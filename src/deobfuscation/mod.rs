//! Recovery of ConfuserEx-protected constants.
//!
//! # Key Components
//!
//! - [`constants::TagResolver`] - Learns the tag mapping and keys of a constant getter
//! - [`constants::ConstantPatcher`] - Rewrites getter call sites into literal loads
//! - [`constants::ConstantsDecryptor`] - Runs both for one or more protection instances
//! - [`ControlFlowCleaner`] - Hook for removing the control-flow layer ConfuserEx adds around
//!   constant call sites
//!
//! # Examples
//!
//! ```rust,no_run
//! use cilprobe::deobfuscation::{constants::*, ControlFlowCleaner};
//! use cilprobe::metadata::{MemberTable, Method};
//!
//! struct Unflattener;
//!
//! impl ControlFlowCleaner for Unflattener {
//!     fn is_present(&self, _method: &Method) -> bool {
//!         false
//!     }
//!
//!     fn remove(&self, _method: &mut Method) -> cilprobe::Result<()> {
//!         Ok(())
//!     }
//! }
//!
//! # fn load() -> Vec<ProtectionInstance> { unimplemented!() }
//! let members = MemberTable::new();
//! let mut instances = load();
//!
//! let decryptor = ConstantsDecryptor::new(&members, ConstantsConfig::default())
//!     .with_cleaner(&Unflattener);
//! for result in decryptor.process_all(&mut instances) {
//!     match result {
//!         Ok(report) => println!("{} constants restored", report.rewritten()),
//!         Err(e) => eprintln!("{e}"),
//!     }
//! }
//! ```

pub mod constants;

use crate::{metadata::Method, Result};

/// Removes a control-flow protection from a consumer method.
///
/// ConfuserEx can route constant call sites through a switch-based dispatcher whose state
/// expressions hide the `ldc.i4; call` pairs. A cleaner that knows the dispatcher restores the
/// straight-line form before call sites are scanned. Implementations must be `Sync`: methods
/// may be cleaned on several threads at once, each thread owning a different method.
pub trait ControlFlowCleaner: Sync {
    /// Returns true if `method` carries the protection
    fn is_present(&self, method: &Method) -> bool;

    /// Removes the protection from `method` in place.
    ///
    /// # Errors
    /// Returns an error if the protection cannot be removed; the method is then left alone.
    fn remove(&self, method: &mut Method) -> Result<()>;
}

---------------

Directions for this task: In the entries above, find every line holding the word "Unflattener" and copy it out.

Exercise response:
//! struct Unflattener;
//! impl ControlFlowCleaner for Unflattener {
//!     .with_cleaner(&Unflattener);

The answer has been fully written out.